**WHAT THE EXERCISE ASKS:** This task calls for copying every line in the data below that contains the word "into".

**RAW DATA:**

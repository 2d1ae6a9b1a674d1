//! Vendor-class USB adapters reached over a pair of bulk endpoints
use alloc::string::String;
use core::time::Duration;

use log::{debug, trace, warn};
use rusb::{Context, Device, DeviceHandle, Direction, TransferType, UsbContext};
use rusb::constants::LIBUSB_CLASS_VENDOR_SPEC;

use crate::cable::{Backend, DeviceIdentity};
use crate::config::MatchCriteria;
use crate::error::{AdapterError, Result};

const DEFAULT_PACKET_SIZE: usize = 512;

struct Endpoints {
    interface: u8,
    read: u8,
    write: u8,
    packet_size: usize,
}

pub struct UsbBulk {
    // Keeps libusb alive for as long as the session lasts
    _context: Context,
    handle: Option<DeviceHandle<Context>>,
    endpoints: Endpoints,
    identity: DeviceIdentity,
}

fn read_serial(device: &Device<Context>) -> Option<String> {
    let descriptor = device.device_descriptor().ok()?;
    let handle = device.open().ok()?;
    handle.read_serial_number_string_ascii(&descriptor).ok()
}

/// First vendor-specific interface with a bulk endpoint in each direction
fn find_endpoints(device: &Device<Context>) -> Result<Endpoints> {
    let config = device.active_config_descriptor()?;
    for i in config.interfaces() {
        for d in i.descriptors() {
            if d.class_code() != LIBUSB_CLASS_VENDOR_SPEC || d.num_endpoints() < 2 {
                continue;
            }

            let mut read = None;
            let mut write = None;
            for e in d.endpoint_descriptors() {
                if e.transfer_type() != TransferType::Bulk {
                    continue;
                }
                match e.direction() {
                    Direction::In => read = read.or(Some(e.address())),
                    Direction::Out => {
                        if write.is_none() {
                            write = Some((e.address(), e.max_packet_size() as usize));
                        }
                    }
                }
            }

            if let (Some(read), Some((write, size))) = (read, write) {
                let packet_size = if size == 0 { DEFAULT_PACKET_SIZE } else { size };
                return Ok(Endpoints {
                    interface: d.interface_number(),
                    read,
                    write,
                    packet_size,
                });
            }
        }
    }
    Err(AdapterError::NotFound.into())
}

impl UsbBulk {
    /// Open the first enumerated device that satisfies `criteria`
    pub fn open(criteria: &MatchCriteria) -> Result<Self> {
        let context = Context::new()?;

        let device = context
            .devices()?
            .iter()
            .find(|device| {
                let Ok(descriptor) = device.device_descriptor() else {
                    return false;
                };
                if !criteria.matches_id(descriptor.vendor_id(), descriptor.product_id()) {
                    return false;
                }
                let ports = device.port_numbers().unwrap_or_default();
                if !criteria.matches_location(device.bus_number(), &ports) {
                    return false;
                }
                if criteria.serial.is_some() {
                    let serial = read_serial(device);
                    if !criteria.matches_serial(serial.as_deref()) {
                        warn!(
                            "skipping {:04x}:{:04x}, serial {:?} does not match",
                            descriptor.vendor_id(),
                            descriptor.product_id(),
                            serial
                        );
                        return false;
                    }
                }
                true
            })
            .ok_or(AdapterError::NotFound)?;

        let descriptor = device.device_descriptor()?;
        let endpoints = find_endpoints(&device)?;
        let handle = device.open()?;
        let _ = handle.set_auto_detach_kernel_driver(true);
        handle.claim_interface(endpoints.interface)?;

        let identity = DeviceIdentity {
            vid: descriptor.vendor_id(),
            pid: descriptor.product_id(),
            serial: handle.read_serial_number_string_ascii(&descriptor).ok(),
        };
        debug!(
            "claimed interface {} of {:04x}:{:04x}, endpoints {:#04x}/{:#04x}, packet size {}",
            endpoints.interface,
            identity.vid,
            identity.pid,
            endpoints.write,
            endpoints.read,
            endpoints.packet_size
        );

        // Drain anything left over from a previous session
        let mut junk = [0; 64];
        let _ = handle.read_bulk(endpoints.read, &mut junk, Duration::from_millis(10));

        Ok(Self {
            _context: context,
            handle: Some(handle),
            endpoints,
            identity,
        })
    }

    fn handle(&self) -> Result<&DeviceHandle<Context>> {
        self.handle.as_ref().ok_or_else(|| AdapterError::Closed.into())
    }
}

impl Backend for UsbBulk {
    fn name(&self) -> &'static str {
        "usb"
    }

    fn packet_size(&self) -> usize {
        self.endpoints.packet_size
    }

    fn write(&mut self, buf: &[u8], timeout: Duration) -> Result<usize> {
        let n = self.handle()?.write_bulk(self.endpoints.write, buf, timeout)?;
        trace!("usb <- {} bytes", n);
        Ok(n)
    }

    fn read(&mut self, buf: &mut [u8], timeout: Duration) -> Result<usize> {
        let n = self.handle()?.read_bulk(self.endpoints.read, buf, timeout)?;
        trace!("usb -> {} bytes", n);
        Ok(n)
    }

    fn close(&mut self) {
        if let Some(handle) = self.handle.take() {
            let _ = handle.release_interface(self.endpoints.interface);
            debug!("released {:04x}:{:04x}", self.identity.vid, self.identity.pid);
        }
    }

    fn identity(&self) -> Option<&DeviceIdentity> {
        Some(&self.identity)
    }
}

impl Drop for UsbBulk {
    fn drop(&mut self) {
        self.close();
    }
}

**ANSWER TO THIS PROBLEM:**
    Err(AdapterError::NotFound.into())
        self.handle.as_ref().ok_or_else(|| AdapterError::Closed.into())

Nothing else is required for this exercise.